Controversial provisions could delay Senate homeland vote

While senators remain focused on debate over personnel rules for the new Homeland Security Department, that issue is far from the only controversial matter remaining in the bill. From vaccine liability protections to a delay in an airport baggage-screening deadline, the GOP-drafted bill that passed the House Wednesday and heads to the Senate Thursday includes contentious measures quietly written into the bill as the congressional session draws to a close.

Senate leaders, determined to create the Homeland Security Department before the year's end, are likely to accept most of the provisions. Still, the new debates could push a final vote on the underlying bill into next week.

Governmental Affairs Committee Chairman Joseph Lieberman, D-Conn., who wrote the Democrats' version of the bill, said he is "especially concerned" about the latest GOP bill, because it contains "a number of special-interest provisions that are being sprung on the Senate without prior warning or consideration. This is really not the time for that."

"We all ought to be focusing on the terrorist threat, the need to create a Department of Homeland Security to meet that threat, and not on using a vehicle that is moving, probably to passage, to put into it a host of pet personal projects," Lieberman said.

Chief among the concerns of Lieberman and others are provisions to eliminate or reduce a manufacturer's product liability, two of which relate to vaccines. According to the new bill, a broad range of items, from drugs to life preservers, could escape liability lawsuits if the head of the homeland security department designated them as "necessary for security purposes."

Limited liability protections already in place for vaccines would be expanded to include vaccine components, such as the preservative Thimerosal, manufactured by Eli Lilly & Co. and already the subject of several class-action lawsuits by parents who claim the product's high mercury levels have caused their children's autism.

An aide to Sen. Bill Frist, R-Tenn., who had included a similar provision in a vaccine bill he introduced earlier in the year, said the senator did not press House GOP leaders to include the Thimerosal provision in the homeland bill.

The aide said the language essentially codifies a recommendation an independent vaccine advisory committee made to the Clinton administration.

"There is a concern about liability destabilizing the vaccine system," he said.

But Democratic aides point out that Thimerosal is a preservative unnecessary for the production of the vaccines and suggest that the language is an effort to cut back on the lawsuits.

Yet another provision in the bill would require liability claims against smallpox vaccine manufacturers to go through the federal tort system. The federal government would pay the damages, and punitive damages would be banned.

The new bill also would limit liabilities for airport screening companies and high-tech firms that develop equipment essential to ensure domestic security.

It would aid the airline industry further by extending aviation war-risk insurance for a year and giving airports another year to install baggage-screening equipment. It would also allow pilots to carry handguns in airline cockpits.

The latest version of the homeland bill strips several provisions that were top priorities to key members of Congress.
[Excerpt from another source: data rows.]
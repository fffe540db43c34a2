#![windows_subsystem = "windows"]
//! Portfolio Showcase - Main entry point

use mimalloc::MiMalloc;

#[global_allocator]
static GLOBAL: MiMalloc = MiMalloc;

mod animation;
mod app;
mod assets;
mod background;
mod constants;
mod contact;
mod content;
mod error;
mod settings;
mod tabs;
mod theme;
mod types;
mod ui;
mod utils;

use app::{App, Section};
use constants::*;
use eframe::egui;
use tracing::{info, warn};
use ui::components::{content_column, reveal};
use utils::{get_data_dir, rasterize_icon};

/// Daily rolling log file under `<data dir>/logs`. Drop the guard only at exit.
fn init_logging(data_dir: &std::path::Path) -> tracing_appender::non_blocking::WorkerGuard {
    use tracing_subscriber::{fmt, prelude::*, EnvFilter};

    let log_dir = data_dir.join("logs");
    if let Err(e) = std::fs::create_dir_all(&log_dir) {
        eprintln!("cannot create {}: {e}", log_dir.display());
    }

    let file_appender = tracing_appender::rolling::daily(&log_dir, "portfolio-showcase.log");
    let (non_blocking, guard) = tracing_appender::non_blocking(file_appender);

    let env_filter = EnvFilter::try_from_default_env()
        .unwrap_or_else(|_| EnvFilter::new("info,portfolio_showcase=debug"));

    tracing_subscriber::registry()
        .with(env_filter)
        .with(
            fmt::layer()
                .with_writer(non_blocking)
                .with_ansi(false)
                .with_target(true)
                .with_thread_ids(false)
                .with_file(true)
                .with_line_number(true),
        )
        .init();

    guard
}

fn main() -> eframe::Result<()> {
    let data_dir = get_data_dir();
    std::fs::create_dir_all(&data_dir).ok();

    let _log_guard = init_logging(&data_dir);

    info!(version = APP_VERSION, "Portfolio Showcase starting");

    // Restore the last window geometry
    let settings = settings::Settings::load(&data_dir);
    let win_pos = match (settings.window_x, settings.window_y) {
        (Some(x), Some(y)) => Some(egui::pos2(x, y)),
        _ => None,
    };
    let win_size = match (settings.window_w, settings.window_h) {
        (Some(w), Some(h)) => Some(egui::vec2(w, h)),
        _ => None,
    };

    let mut viewport = egui::ViewportBuilder::default()
        .with_inner_size(win_size.unwrap_or(egui::vec2(1440.0, 900.0)))
        .with_min_inner_size([960.0, 640.0])
        .with_title(APP_NAME);

    // Window/taskbar icon rasterized from the embedded SVG
    match rasterize_icon(64) {
        Some((rgba, width, height)) => {
            let icon = egui::IconData { rgba, width, height };
            viewport = viewport.with_icon(std::sync::Arc::new(icon));
        }
        None => warn!("Window icon could not be rasterized"),
    }

    let needs_center = win_pos.is_none();

    if let Some(pos) = win_pos {
        viewport = viewport.with_position(pos);
    }

    let options = eframe::NativeOptions {
        viewport,
        ..Default::default()
    };

    eframe::run_native(
        APP_NAME,
        options,
        Box::new(move |cc| {
            let runtime = tokio::runtime::Builder::new_multi_thread()
                .worker_threads(2)
                .thread_name("form-delivery")
                .enable_all()
                .build()?;
            let mut app = App::new(cc, settings, data_dir, runtime);
            app.needs_center = needs_center;
            Ok(Box::new(app))
        }),
    )
}

impl eframe::App for App {
    fn update(&mut self, ctx: &egui::Context, _frame: &mut eframe::Frame) {
        // Remembered for settings.json
        ctx.input(|i| {
            if let Some(rect) = i.viewport().outer_rect {
                self.window_pos = Some(rect.min);
            }
            if let Some(rect) = i.viewport().inner_rect {
                self.window_size = Some(rect.size());
            }
        });

        if self.needs_center {
            self.needs_center = false;
            if let Some(cmd) = egui::ViewportCommand::center_on_screen(ctx) {
                ctx.send_viewport_cmd(cmd);
            }
        }

        let now = ctx.input(|i| i.time);
        self.poll_contact(ctx, now);

        egui::CentralPanel::default()
            .frame(egui::Frame::new().fill(theme::BG_BASE))
            .show(ctx, |ui| {
                egui::ScrollArea::vertical()
                    .auto_shrink([false, false])
                    .show(ui, |ui| {
                        self.render_hero(ui, now);

                        for section in Section::ALL {
                            ui.add_space(theme::SECTION_GAP);
                            let progress = self.reveals.progress(section, now);
                            let laid_out = ui.scope(|ui| {
                                content_column(ui, |ui| {
                                    reveal(ui, progress, |ui| match section {
                                        Section::About => self.render_about(ui, now),
                                        Section::Skills => self.render_skills(ui, now),
                                        Section::Projects => self.render_projects(ui),
                                        Section::Contact => self.render_contact(ui, now),
                                    })
                                })
                            });
                            self.reveals.observe(ui, section, laid_out.response.rect, now);
                            if self.reveals.is_animating(section, now) {
                                ui.ctx().request_repaint();
                            }
                        }

                        ui.add_space(theme::SECTION_GAP);
                        ui.vertical_centered(|ui| {
                            ui.label(
                                egui::RichText::new(format!(
                                    "{}  {} v{}",
                                    egui_phosphor::regular::HEART,
                                    APP_NAME,
                                    APP_VERSION
                                ))
                                .size(theme::FONT_SMALL)
                                .color(theme::TEXT_DIM),
                            );
                        });
                        ui.add_space(theme::SPACING_XL);
                    });
            });

        // Case study modal sits above everything
        self.render_project_modal(ctx);
    }

    fn on_exit(&mut self, _gl: Option<&eframe::glow::Context>) {
        info!("Application shutting down");
        self.teardown();
        self.save_settings();
    }
}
Majority Leader Tom Daschle, D-S.D., Sen. John McCain, R-Ariz., and Lieberman were enraged to find out that the new bill removes language calling for an independent commission to examine the roots of the Sept. 11 terrorist attacks.

Without an investigation by such an independent commission, Daschle said, "we will never fully have an objective evaluation."

Daschle also said the bill guts congressional oversight over a critical part of the federal government.

The bill does not include $1.2 billion to increase passenger rail and tunnel security, though the funds were in the earlier Senate version.

"We're very disappointed," said Sen. Thomas Carper, D-Del., a rail advocate and former member of the Amtrak board of directors. "Our failure to act to improve security of our rail travel is an Achilles heel in our nation's efforts to secure our transportation system," Carper said.

The bill also drops provisions that would have applied Davis-Bacon protections to workers contracting with the Homeland Security Department and a provision that would have safeguarded the public's ability to use the Freedom of Information Act to find out information about the department.

Mark Wegner contributed to this report.